パシュミナは商品名であり、品質表示は「カシミヤ100%」と書くのが正しいのだが、まがい物があふれかえっており「パシュミナ100%」という表示がまかり通っている。残念ながら表記法的にも材質的にも「パシュミナ」という書き方は誤っている。
なぜなら、通常のウールは「羊毛」または「ウール」の表記であり、カシミヤなら「カシミヤ」、アルパカなら「アルパカ」、ラマなら「ラマまたはリャマ」、アンゴラなら「アンゴラ」、ヤクなら「ヤク」としか表記できない。
この段で行くなら、「パシュミナ」という動物が存在することになる。

P2031118

(カシミヤの毛で作られたカシミヤ山羊のミニチュア人形)

先日、ウール関係者とパシュミナ談義になったのだが、その関係者によると「パシュミナ100%」という表記はカワイイもので、稀に「パシュンという動物の毛から作られました」という商品説明を見かけることがあるそうだ。
これには笑うしかない。

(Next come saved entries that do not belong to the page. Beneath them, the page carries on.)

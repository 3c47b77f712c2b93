/********************************************************************************
 * Copyright (c) 2026 Contributors to the Eclipse Foundation
 *
 * See the NOTICE file(s) distributed with this work for additional
 * information regarding copyright ownership.
 *
 * This program and the accompanying materials are made available under the
 * terms of the Apache License Version 2.0 which is available at
 * https://www.apache.org/licenses/LICENSE-2.0
 *
 * SPDX-License-Identifier: Apache-2.0
 ********************************************************************************/

//! # bbt-stream
//!
//! `bbt-stream` is a real-time stream client for a hosted publish/subscribe
//! service. A [`Stream`] keeps one persistent connection over either a
//! broker-style (MQTT) or socket-style (Socket.IO) wire link and tracks every
//! topic subscription together with the read/write permissions the service
//! granted for it.
//!
//! The wire links themselves are black boxes: implement
//! [`transport::mqtt::BrokerLink`] or [`transport::socketio::SocketLink`] over
//! the client library of your choice and hand it to [`Stream::new`] as a
//! [`WireLink`].
//!
//! ## Subscription lifecycle
//!
//! ```text
//! UNSUBSCRIBED --subscribe--> PENDING --ack--> SUBSCRIBED
//!                                |--reject/timeout--> UNSUBSCRIBED (kept)
//! SUBSCRIBED --unsubscribe--> PENDING_UNSUBSCRIBE --ack--> removed
//! ```
//!
//! Every pending operation arms a timer (6 s by default). Exactly one of
//! confirmation, rejection or timeout is reported per attempt; confirmations
//! arriving after the timer fired are ignored.
//!
//! ## Configuration
//!
//! ```
//! use bbt_stream::{StreamConfig, TransportKind};
//!
//! let config = StreamConfig::from_json5_str(
//!     r#"{
//!         transport: { type: 'mqtt', secretKey: 'my-secret', ssl: true },
//!         operation_timeout_ms: 3000,
//!     }"#,
//! )
//! .unwrap();
//! assert_eq!(config.transport.kind, TransportKind::Mqtt);
//! ```
//!
//! ## Logging
//!
//! The crate uses `tracing` for logs/events. Library code emits structured
//! events named in [`observability::events`] and never installs a global
//! subscriber; binaries and tests are responsible for `tracing_subscriber`
//! initialization.

mod config;
pub use config::{
    AuthMethod, ResolvedAuth, StreamConfig, TransportConfig, TransportKind, UserInfo,
    DEFAULT_EVENT_CAPACITY,
};

mod error;
pub use error::{Result, StreamError};

mod events;
pub use events::StreamEvent;

mod message;
pub use message::{Envelope, Message, PublishOptions, Qos, Topic};

#[doc(hidden)]
pub mod observability;

mod registry;
pub use registry::TopicScheme;

pub mod signer;
pub use signer::Signer;

mod stream;
pub use stream::{Stream, StreamBuilder};

mod subscription;
pub use subscription::{
    MessageCallback, SubscribeOptions, Subscription, SubscriptionInfo, DEFAULT_OPERATION_TIMEOUT,
};

pub mod transport;
pub use transport::{
    SubscribeAuth, SubscribeRequest, Transport, TransportEvent, TransportEventSender, WireLink,
};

「パシュン」という動物は地上に存在しない。ピカチュウと同じ創作上の動物である。

存在しない動物「パシュン」の毛で作られたストール。なかなかファンタジックな設定である。竹取物語の「火ネズミの裘」のようだ。

その「パシュン」の毛から作られた「パシュミナ100%」のストールがなんと1900円とか2900円で販売されているのだが、真実の「パシュミナストール」であるなら1万円は裕に越える価格となる。
通常の羊毛(ウール)でも極細番手でストールを製造すれば、パシュミナに近い肌触りとなる。おそらくよほどのウール関係者でなければ手触りでは区別できないだろう。
しかし、その場合の原料表記は「ウール100%」か「羊毛100%」のどちらかでなくてはならない。

はっきり言って1900円で販売されている「パシュン」の毛で作られた「パシュミナストール」はニセモノである。くれぐれもニセモノを掴まないように。